Required work
Every entry below is to be retyped exactly as it stands.

Material provided
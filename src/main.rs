use std::sync::Arc;

use anyhow::{Context, Result};
use async_trait::async_trait;
use tokio::io::{AsyncBufReadExt, BufReader};
use tracing::{error, info, warn};
use tracing_subscriber::{layer::SubscriberExt, util::SubscriberInitExt, EnvFilter};

use pixivbot::collaborators::{InMemoryTagTranslations, NoAccountBindings};
use pixivbot::config::Config;
use pixivbot::handler::commands::{build_registry, CommandContext};
use pixivbot::handler::{HandlerKind, Outcome, Recorder};
use pixivbot::interceptor::{
    BlacklistInterceptor, CooldownInterceptor, Interceptor, SuperuserInterceptor,
};
use pixivbot::model::PostDestination;
use pixivbot::postman::{IllustMessage, Postman};
use pixivbot::random::RandomSelector;
use pixivbot::remote::api::HttpPixivApi;
use pixivbot::remote::RemoteFetcher;
use pixivbot::repo::PixivRepo;
use pixivbot::service::PixivService;

#[tokio::main]
async fn main() {
    if let Err(e) = run().await {
        error!("Fatal error: {e:#}");
        std::process::exit(1);
    }
}

/// Prints responses to stdout.
struct ConsolePostman;

#[async_trait]
impl Postman for ConsolePostman {
    async fn send_plain_text(&self, text: &str, _dest: &PostDestination) -> Result<()> {
        println!("{text}");
        Ok(())
    }

    async fn send_illust(&self, message: IllustMessage, _dest: &PostDestination) -> Result<()> {
        println!("{}", message.caption());
        if let Some(image) = &message.image {
            println!("[image: {} bytes]", image.len());
        }
        println!();
        Ok(())
    }
}

async fn run() -> Result<()> {
    // Load .env file if present
    let _ = dotenvy::dotenv();

    init_tracing()?;

    info!("Starting pixivbot");

    let config = Config::from_env().context("Failed to load configuration")?;
    config.validate().context("Invalid configuration")?;
    let config = Arc::new(config);

    info!(
        api_base_url = %config.api_base_url,
        simultaneous_query = config.simultaneous_query,
        "Configuration loaded"
    );

    let api = HttpPixivApi::new(&config).context("Failed to build HTTP client")?;
    let mut fetcher = RemoteFetcher::new(Arc::new(api), Arc::clone(&config));
    if config.tag_translation_enabled {
        fetcher = fetcher.with_tag_translations(Arc::new(InMemoryTagTranslations::new()));
    }
    let fetcher = Arc::new(fetcher);
    fetcher.start().await.context("Failed to log in to Pixiv")?;

    let repo = Arc::new(PixivRepo::new(Arc::clone(&fetcher), Arc::clone(&config)));
    let service = Arc::new(PixivService::new(
        repo,
        RandomSelector::default(),
        Arc::clone(&config),
    ));

    let interceptor = Interceptor::All(vec![
        Interceptor::Blacklist(Arc::new(BlacklistInterceptor::new(config.blacklist.clone()))),
        Interceptor::Any(vec![
            Interceptor::Superuser(Arc::new(SuperuserInterceptor::new(
                config.superusers.clone(),
            ))),
            Interceptor::Cooldown(Arc::new(CooldownInterceptor::new(
                config.query_cooldown,
                config.no_query_cooldown_users.clone(),
            ))),
        ]),
    ]);

    let ctx = Arc::new(CommandContext {
        service,
        config: Arc::clone(&config),
        postman: Arc::new(ConsolePostman),
        recorder: Arc::new(Recorder::new(config.query_expires_in)),
        binder: Arc::new(NoAccountBindings),
    });
    let registry = build_registry(ctx, interceptor);

    let kinds: Vec<&str> = registry.kinds().into_iter().map(HandlerKind::as_str).collect();
    info!(commands = ?kinds, "Ready, reading commands from stdin");

    let dest = PostDestination::user("console", "local");
    let mut lines = BufReader::new(tokio::io::stdin()).lines();
    let shutdown = shutdown_signal();
    tokio::pin!(shutdown);
    loop {
        let line = tokio::select! {
            line = lines.next_line() => line.context("Failed to read stdin")?,
            () = &mut shutdown => break,
        };
        let Some(line) = line else { break };

        let mut words = line.split_whitespace().map(str::to_string);
        let Some(command) = words.next() else {
            continue;
        };
        let args: Vec<String> = words.collect();

        let kind = match command.parse::<HandlerKind>() {
            Ok(kind) => kind,
            Err(message) => {
                warn!(%command, "{message}");
                continue;
            }
        };
        if registry.dispatch(kind, &args, &dest, false).await == Outcome::Disabled {
            println!("{kind} is disabled");
        }
    }

    info!("Shutting down...");
    fetcher.shutdown().await;
    info!("Shutdown complete");

    Ok(())
}

fn init_tracing() -> Result<()> {
    let filter =
        EnvFilter::try_from_default_env().unwrap_or_else(|_| EnvFilter::new("info,pixivbot=debug"));

    // Check if JSON logging is requested
    let use_json = std::env::var("LOG_FORMAT")
        .map(|v| matches!(v.to_lowercase().as_str(), "json" | "structured"))
        .unwrap_or(false);

    if use_json {
        tracing_subscriber::registry()
            .with(filter)
            .with(tracing_subscriber::fmt::layer().json())
            .try_init()
            .map_err(|e| anyhow::anyhow!("Failed to initialize tracing: {e}"))?;
    } else {
        tracing_subscriber::registry()
            .with(filter)
            .with(tracing_subscriber::fmt::layer().with_writer(std::io::stderr))
            .try_init()
            .map_err(|e| anyhow::anyhow!("Failed to initialize tracing: {e}"))?;
    }

    Ok(())
}

async fn shutdown_signal() {
    let ctrl_c = async {
        if let Err(e) = tokio::signal::ctrl_c().await {
            error!("Failed to listen for Ctrl+C: {e}");
            std::future::pending::<()>().await;
        }
    };

    #[cfg(unix)]
    let terminate = async {
        match tokio::signal::unix::signal(tokio::signal::unix::SignalKind::terminate()) {
            Ok(mut signal) => {
                signal.recv().await;
            }
            Err(e) => {
                error!("Failed to install SIGTERM handler: {e}");
                std::future::pending::<()>().await;
            }
        }
    };

    #[cfg(not(unix))]
    let terminate = std::future::pending::<()>();

    tokio::select! {
        () = ctrl_c => {},
        () = terminate => {},
    }
}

Response below
filename src/main.rs
use std::sync::Arc;

use anyhow::{Context, Result};
use async_trait::async_trait;
use tokio::io::{AsyncBufReadExt, BufReader};
use tracing::{error, info, warn};
use tracing_subscriber::{layer::SubscriberExt, util::SubscriberInitExt, EnvFilter};

use pixivbot::collaborators::{InMemoryTagTranslations, NoAccountBindings};
use pixivbot::config::Config;
use pixivbot::handler::commands::{build_registry, CommandContext};
use pixivbot::handler::{HandlerKind, Outcome, Recorder};
use pixivbot::interceptor::{
    BlacklistInterceptor, CooldownInterceptor, Interceptor, SuperuserInterceptor,
};
use pixivbot::model::PostDestination;
use pixivbot::postman::{IllustMessage, Postman};
use pixivbot::random::RandomSelector;
use pixivbot::remote::api::HttpPixivApi;
use pixivbot::remote::RemoteFetcher;
use pixivbot::repo::PixivRepo;
use pixivbot::service::PixivService;

#[tokio::main]
async fn main() {
    if let Err(e) = run().await {
        error!("Fatal error: {e:#}");
        std::process::exit(1);
    }
}

/// Prints responses to stdout.
struct ConsolePostman;

#[async_trait]
impl Postman for ConsolePostman {
    async fn send_plain_text(&self, text: &str, _dest: &PostDestination) -> Result<()> {
        println!("{text}");
        Ok(())
    }

    async fn send_illust(&self, message: IllustMessage, _dest: &PostDestination) -> Result<()> {
        println!("{}", message.caption());
        if let Some(image) = &message.image {
            println!("[image: {} bytes]", image.len());
        }
        println!();
        Ok(())
    }
}

async fn run() -> Result<()> {
    // Load .env file if present
    let _ = dotenvy::dotenv();

    init_tracing()?;

    info!("Starting pixivbot");

    let config = Config::from_env().context("Failed to load configuration")?;
    config.validate().context("Invalid configuration")?;
    let config = Arc::new(config);

    info!(
        api_base_url = %config.api_base_url,
        simultaneous_query = config.simultaneous_query,
        "Configuration loaded"
    );

    let api = HttpPixivApi::new(&config).context("Failed to build HTTP client")?;
    let mut fetcher = RemoteFetcher::new(Arc::new(api), Arc::clone(&config));
    if config.tag_translation_enabled {
        fetcher = fetcher.with_tag_translations(Arc::new(InMemoryTagTranslations::new()));
    }
    let fetcher = Arc::new(fetcher);
    fetcher.start().await.context("Failed to log in to Pixiv")?;

    let repo = Arc::new(PixivRepo::new(Arc::clone(&fetcher), Arc::clone(&config)));
    let service = Arc::new(PixivService::new(
        repo,
        RandomSelector::default(),
        Arc::clone(&config),
    ));

    let interceptor = Interceptor::All(vec![
        Interceptor::Blacklist(Arc::new(BlacklistInterceptor::new(config.blacklist.clone()))),
        Interceptor::Any(vec![
            Interceptor::Superuser(Arc::new(SuperuserInterceptor::new(
                config.superusers.clone(),
            ))),
            Interceptor::Cooldown(Arc::new(CooldownInterceptor::new(
                config.query_cooldown,
                config.no_query_cooldown_users.clone(),
            ))),
        ]),
    ]);

    let ctx = Arc::new(CommandContext {
        service,
        config: Arc::clone(&config),
        postman: Arc::new(ConsolePostman),
        recorder: Arc::new(Recorder::new(config.query_expires_in)),
        binder: Arc::new(NoAccountBindings),
    });
    let registry = build_registry(ctx, interceptor);

    let kinds: Vec<&str> = registry.kinds().into_iter().map(HandlerKind::as_str).collect();
    info!(commands = ?kinds, "Ready, reading commands from stdin");

    let dest = PostDestination::user("console", "local");
    let mut lines = BufReader::new(tokio::io::stdin()).lines();
    let shutdown = shutdown_signal();
    tokio::pin!(shutdown);
    loop {
        let line = tokio::select! {
            line = lines.next_line() => line.context("Failed to read stdin")?,
            () = &mut shutdown => break,
        };
        let Some(line) = line else { break };

        let mut words = line.split_whitespace().map(str::to_string);
        let Some(command) = words.next() else {
            continue;
        };
        let args: Vec<String> = words.collect();

        let kind = match command.parse::<HandlerKind>() {
            Ok(kind) => kind,
            Err(message) => {
                warn!(%command, "{message}");
                continue;
            }
        };
        if registry.dispatch(kind, &args, &dest, false).await == Outcome::Disabled {
            println!("{kind} is disabled");
        }
    }

    info!("Shutting down...");
    fetcher.shutdown().await;
    info!("Shutdown complete");

    Ok(())
}

fn init_tracing() -> Result<()> {
    let filter =
        EnvFilter::try_from_default_env().unwrap_or_else(|_| EnvFilter::new("info,pixivbot=debug"));

    // Check if JSON logging is requested
    let use_json = std::env::var("LOG_FORMAT")
        .map(|v| matches!(v.to_lowercase().as_str(), "json" | "structured"))
        .unwrap_or(false);

    if use_json {
        tracing_subscriber::registry()
            .with(filter)
            .with(tracing_subscriber::fmt::layer().json())
            .try_init()
            .map_err(|e| anyhow::anyhow!("Failed to initialize tracing: {e}"))?;
    } else {
        tracing_subscriber::registry()
            .with(filter)
            .with(tracing_subscriber::fmt::layer().with_writer(std::io::stderr))
            .try_init()
            .map_err(|e| anyhow::anyhow!("Failed to initialize tracing: {e}"))?;
    }

    Ok(())
}

async fn shutdown_signal() {
    let ctrl_c = async {
        if let Err(e) = tokio::signal::ctrl_c().await {
            error!("Failed to listen for Ctrl+C: {e}");
            std::future::pending::<()>().await;
        }
    };

    #[cfg(unix)]
    let terminate = async {
        match tokio::signal::unix::signal(tokio::signal::unix::SignalKind::terminate()) {
            Ok(mut signal) => {
                signal.recv().await;
            }
            Err(e) => {
                error!("Failed to install SIGTERM handler: {e}");
                std::future::pending::<()>().await;
            }
        }
    };

    #[cfg(not(unix))]
    let terminate = std::future::pending::<()>();

    tokio::select! {
        () = ctrl_c => {},
        () = terminate => {},
    }
}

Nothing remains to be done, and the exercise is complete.